**Work item**
Reproduce the first line of the material below and each line after it, exactly, through the line containing "use crate::helpers::xml::XmlElement;", and give nothing more.

**Entries provided**
//! # Presentation decks
//!
//! Template-driven editing of PresentationML packages:
//!
//! - [`locator`] classifies the shapes of a slide into semantic regions
//! - [`binder`] writes text, tables and pictures into those regions
//! - [`merge`] appends finished slides into one output deck
//! - [`validate`] compares the table geometry of an output deck with its template
use crate::error::ReportError;
use crate::helpers::xml::local_name;
use crate::helpers::xml::XmlDocument;
use crate::helpers::xml::XmlElement;
use crate::package::relationships::relative_target;
use crate::package::relationships::resolve_target;
use crate::package::relationships::Relationships;
use crate::package::relationships::REL_IMAGE;
use crate::package::relationships::REL_OFFICE_DOCUMENT;
use crate::package::relationships::REL_SLIDE;
use crate::package::Package;
use shape::Geometry;
use std::collections::BTreeSet;
use std::path::Path;
use thiserror::Error;

pub mod binder;
pub mod locator;
pub mod merge;
pub(crate) mod shape;
pub mod validate;

#[cfg(test)]
pub(crate) mod fixtures;

pub use locator::RegionMap;
pub use locator::Role;

pub(crate) const SLIDE_CONTENT_TYPE: &str = "application/vnd.openxmlformats-officedocument.presentationml.slide+xml";

/// Errors raised while reading or editing slides
#[derive(Error, Debug)]
pub enum DeckError {
    #[error("Region '{0}' was not found in the slide")]
    MissingRegion(Role),

    #[error("Region '{0}' does not hold a table")]
    NotATable(Role),

    #[error("Deck has no slides")]
    NoSlides,

    #[error("Slide part '{0}' has no shape tree")]
    MissingShapeTree(String),

    #[error("Shape {0} was not found in the slide")]
    MissingShape(u32),

    #[error("Picture {0} has no embedded image")]
    MissingImage(u32),

    #[error("Template has no table to compare against")]
    TemplateWithoutTable,
}

/// Gets the relationship id attribute (`r:id`, `r:embed`…) of an element by local name
pub(crate) fn relationship_attribute<'a>(element: &'a XmlElement, local: &str) -> Option<&'a str> {
    element
        .attributes
        .iter()
        .find(|(name, _)| name.contains(':') && local_name(name) == local)
        .map(|(_, value)| value.as_str())
}

/// Collects every namespaced `id`/`embed`/`link`/`pict` attribute value below an element
pub(crate) fn referenced_ids(element: &XmlElement, ids: &mut BTreeSet<String>) {
    for (name, value) in &element.attributes {
        if name.contains(':') && matches!(local_name(name), "id" | "embed" | "link" | "pict") {
            ids.insert(value.to_owned());
        }
    }
    for child in element.elements() {
        referenced_ids(child, ids);
    }
}

/// One slide part with its relationships
#[derive(Clone, Debug)]
pub struct Slide {
    pub(crate) part: String,
    pub(crate) document: XmlDocument,
    pub(crate) relationships: Relationships,
}

impl Slide {
    pub(crate) fn shape_tree(&self) -> Result<&XmlElement, ReportError> {
        self.document
            .root
            .path(&["cSld", "spTree"])
            .ok_or_else(|| DeckError::MissingShapeTree(self.part.to_owned()).into())
    }

    pub(crate) fn shape_tree_mut(&mut self) -> Result<&mut XmlElement, ReportError> {
        let part = self.part.to_owned();
        self.document
            .root
            .path_mut(&["cSld", "spTree"])
            .ok_or_else(|| DeckError::MissingShapeTree(part).into())
    }

    /// Position of a top-level shape among the shape tree's child elements
    pub(crate) fn shape_index(&self, id: u32) -> Result<usize, ReportError> {
        self.shape_tree()?
            .elements()
            .position(|element| shape::is_shape(element) && shape::shape_id(element) == Some(id))
            .ok_or_else(|| DeckError::MissingShape(id).into())
    }

    pub(crate) fn shape(&self, id: u32) -> Result<&XmlElement, ReportError> {
        let index = self.shape_index(id)?;
        self.shape_tree()?
            .elements()
            .nth(index)
            .ok_or_else(|| DeckError::MissingShape(id).into())
    }

    pub(crate) fn shape_mut(&mut self, id: u32) -> Result<&mut XmlElement, ReportError> {
        let index = self.shape_index(id)?;
        self.shape_tree_mut()?
            .elements_mut()
            .nth(index)
            .ok_or_else(|| DeckError::MissingShape(id).into())
    }

    /// Top-level shapes in document order
    pub(crate) fn shapes(&self) -> Result<Vec<shape::ShapeInfo>, ReportError> {
        Ok(self.shape_tree()?.elements().filter_map(shape::describe).collect())
    }

    /// Largest drawing id used anywhere in the slide
    pub(crate) fn max_shape_id(&self) -> u32 {
        let mut found = Vec::new();
        self.document.root.descendants("cNvPr", &mut found);
        found
            .iter()
            .filter_map(|element| element.parse_attribute::<u32>("id"))
            .max()
            .unwrap_or(1)
    }

    /// Removes a top-level shape and the image relationships nothing references any more
    pub(crate) fn remove_shape(&mut self, id: u32) -> Result<bool, ReportError> {
        let removed = self
            .shape_tree_mut()?
            .remove_elements(|element| shape::is_shape(element) && shape::shape_id(element) == Some(id));
        if removed > 0 {
            self.prune_image_relationships();
        }
        Ok(removed > 0)
    }

    fn prune_image_relationships(&mut self) {
        let mut ids = BTreeSet::new();
        referenced_ids(&self.document.root, &mut ids);
        self.relationships
            .items
            .retain(|item| item.kind != REL_IMAGE || ids.contains(&item.id));
    }
}

/// A presentation package
#[derive(Clone, Debug)]
pub struct Deck {
    pub(crate) package: Package,
    pub(crate) presentation: String,
}

impl Deck {
    pub fn open(path: &Path) -> Result<Deck, ReportError> {
        Deck::from_package(Package::open(path)?)
    }

    pub fn from_bytes(bytes: &[u8]) -> Result<Deck, ReportError> {
        Deck::from_package(Package::from_bytes(bytes)?)
    }

    pub(crate) fn from_package(package: Package) -> Result<Deck, ReportError> {
        let presentation = package
            .related_part("", REL_OFFICE_DOCUMENT)?
            .unwrap_or_else(|| "ppt/presentation.xml".to_owned());
        package.require_part(&presentation)?;
        Ok(Deck { package, presentation })
    }

    /// Writes the deck after dropping media parts no relationship points at
    pub fn save(&mut self, path: &Path) -> Result<(), ReportError> {
        self.prune_media()?;
        self.package.save(path)
    }

    pub fn to_bytes(&mut self) -> Result<Vec<u8>, ReportError> {
        self.prune_media()?;
        self.package.to_bytes()
    }

    /// Slide part names in presentation order
    pub(crate) fn slide_parts(&self) -> Result<Vec<String>, ReportError> {
        let presentation = self.package.xml(&self.presentation)?;
        let relationships = self.package.relationships(&self.presentation)?;
        let mut parts = Vec::new();
        if let Some(list) = presentation.root.child("sldIdLst") {
            for entry in list.children_named("sldId") {
                let target = relationship_attribute(entry, "id")
                    .and_then(|id| relationships.get(id))
                    .filter(|relationship| relationship.kind == REL_SLIDE);
                if let Some(relationship) = target {
                    parts.push(resolve_target(&self.presentation, &relationship.target));
                }
            }
        }
        Ok(parts)
    }

    pub fn slide_count(&self) -> Result<usize, ReportError> {
        Ok(self.slide_parts()?.len())
    }

    pub(crate) fn slide(&self, index: usize) -> Result<Slide, ReportError> {
        let part = self
            .slide_parts()?
            .into_iter()
            .nth(index)
            .ok_or(DeckError::NoSlides)?;
        Ok(Slide {
            document: self.package.xml(&part)?,
            relationships: self.package.relationships(&part)?,
            part,
        })
    }

    /// Writes a slide's document and relationships back into the package
    pub(crate) fn store_slide(&mut self, slide: &Slide) -> Result<(), ReportError> {
        self.package.set_xml(&slide.part, &slide.document)?;
        self.package.set_relationships(&slide.part, &slide.relationships)
    }

    /// Bytes and file extension of the image a picture shape embeds
    pub(crate) fn picture_image(&self, slide: &Slide, picture: &XmlElement) -> Result<(Vec<u8>, String), ReportError> {
        let id = shape::shape_id(picture).unwrap_or(0);
        let target = picture
            .find("blip")
            .and_then(|blip| relationship_attribute(blip, "embed"))
            .and_then(|embed| slide.relationships.get(embed))
            .filter(|relationship| !relationship.external)
            .ok_or(DeckError::MissingImage(id))?;
        let part = resolve_target(&slide.part, &target.target);
        let extension = part.rsplit_once('.').map(|(_, extension)| extension).unwrap_or("png").to_owned();
        Ok((self.package.require_part(&part)?.to_vec(), extension))
    }

    /// Stores an image as a new media part and relates it to the slide
    pub(crate) fn add_image(&mut self, slide: &mut Slide, bytes: Vec<u8>, extension: &str) -> Result<String, ReportError> {
        let part = self.package.add_media(bytes, extension)?;
        Ok(slide.relationships.add(REL_IMAGE, &relative_target(&slide.part, &part)))
    }

    /// Inserts a new picture at `index` of the shape tree with the given geometry.
    /// Returns the drawing id of the new shape.
    pub(crate) fn insert_picture(
        &mut self,
        slide: &mut Slide,
        index: usize,
        geometry: Geometry,
        bytes: Vec<u8>,
        extension: &str,
    ) -> Result<u32, ReportError> {
        let relationship = self.add_image(slide, bytes, extension)?;
        let id = slide.max_shape_id() + 1;
        let picture = picture_element(id, &relationship, geometry);
        slide.shape_tree_mut()?.insert_element(index, picture);
        Ok(id)
    }

    /// Drops media parts that no relationship of the package targets
    fn prune_media(&mut self) -> Result<(), ReportError> {
        let mut targets = BTreeSet::new();
        let sources: Vec<String> = self
            .package
            .part_names()
            .filter(|name| name.ends_with(".rels"))
            .map(str::to_owned)
            .collect();
        for rels in sources {
            let source = source_of_rels(&rels);
            let relationships = Relationships::parse(self.package.require_part(&rels)?)?;
            for item in relationships.items.iter().filter(|item| !item.external) {
                targets.insert(resolve_target(&source, &item.target).to_ascii_lowercase());
            }
        }
        let orphans: Vec<String> = self
            .package
            .part_names()
            .filter(|name| name.contains("/media/") && !targets.contains(&name.to_ascii_lowercase()))
            .map(str::to_owned)
            .collect();
        for orphan in orphans {
            log::debug!("Dropping unreferenced media part '{}'", orphan);
            self.package.remove_part(&orphan);
        }
        Ok(())
    }
}

/// Source part of a `.rels` part name (`ppt/slides/_rels/slide1.xml.rels` → `ppt/slides/slide1.xml`)
fn source_of_rels(rels: &str) -> String {
    let stripped = rels.strip_suffix(".rels").unwrap_or(rels);
    match stripped.rsplit_once("_rels/") {
        Some((directory, file)) => format!("{directory}{file}"),
        None => stripped.to_owned(),
    }
}

/// Builds a `p:pic` element embedding `relationship` at the given geometry
fn picture_element(id: u32, relationship: &str, geometry: Geometry) -> XmlElement {
    XmlElement::new("p:pic")
        .with_child(
            XmlElement::new("p:nvPicPr")
                .with_child(
                    XmlElement::new("p:cNvPr")
                        .with_attribute("id", &id.to_string())
                        .with_attribute("name", &format!("Picture {}", id - 1)),
                )
                .with_child(
                    XmlElement::new("p:cNvPicPr")
                        .with_child(XmlElement::new("a:picLocks").with_attribute("noChangeAspect", "1")),
                )
                .with_child(XmlElement::new("p:nvPr")),
        )
        .with_child(
            XmlElement::new("p:blipFill")
                .with_child(XmlElement::new("a:blip").with_attribute("r:embed", relationship))
                .with_child(XmlElement::new("a:stretch").with_child(XmlElement::new("a:fillRect"))),
        )
        .with_child(
            XmlElement::new("p:spPr")
                .with_child(geometry.to_xfrm("a:xfrm"))
                .with_child(
                    XmlElement::new("a:prstGeom")
                        .with_attribute("prst", "rect")
                        .with_child(XmlElement::new("a:avLst")),
                ),
        )
}

#[cfg(test)]
mod tests {
    use super::*;
    use crate::deck::fixtures;

    #[test]
    fn reads_slides_in_presentation_order() {
        let deck = fixtures::template_deck();
        assert_eq!(deck.slide_parts().unwrap(), vec!["ppt/slides/slide1.xml"]);
        let slide = deck.slide(0).unwrap();
        assert!(slide.shapes().unwrap().len() >= 10);
        assert!(matches!(
            deck.slide(1).unwrap_err(),
            ReportError::DeckError(DeckError::NoSlides)
        ));
    }

    #[test]
    fn inserted_picture_keeps_geometry_and_unused_media_is_dropped() {
        let mut deck = fixtures::template_deck();
        let mut slide = deck.slide(0).unwrap();
        let geometry = Geometry { x: 1, y: 2, cx: 3, cy: 4 };
        let id = deck.insert_picture(&mut slide, 0, geometry, vec![9, 9], "png").unwrap();
        assert_eq!(shape::geometry(slide.shape(id).unwrap()), Some(geometry));
        let (bytes, extension) = deck.picture_image(&slide, slide.shape(id).unwrap()).unwrap();
        assert_eq!((bytes, extension.as_str()), (vec![9, 9], "png"));

        assert!(slide.remove_shape(id).unwrap());
        assert!(!slide.remove_shape(id).unwrap());
        deck.store_slide(&slide).unwrap();
        let bytes = deck.to_bytes().unwrap();
        let reopened = Deck::from_bytes(&bytes).unwrap();
        let media = reopened.package.part_names().filter(|name| name.contains("/media/")).count();
        assert_eq!(media, fixtures::TEMPLATE_PICTURES);
    }

    #[test]
    fn rels_names_map_back_to_their_source() {
        assert_eq!(source_of_rels("ppt/slides/_rels/slide1.xml.rels"), "ppt/slides/slide1.xml");
        assert_eq!(source_of_rels("_rels/.rels"), "");
    }
}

**Answer space**
//! # Presentation decks
//!
//! Template-driven editing of PresentationML packages:
//!
//! - [`locator`] classifies the shapes of a slide into semantic regions
//! - [`binder`] writes text, tables and pictures into those regions
//! - [`merge`] appends finished slides into one output deck
//! - [`validate`] compares the table geometry of an output deck with its template
use crate::error::ReportError;
use crate::helpers::xml::local_name;
use crate::helpers::xml::XmlDocument;
use crate::helpers::xml::XmlElement;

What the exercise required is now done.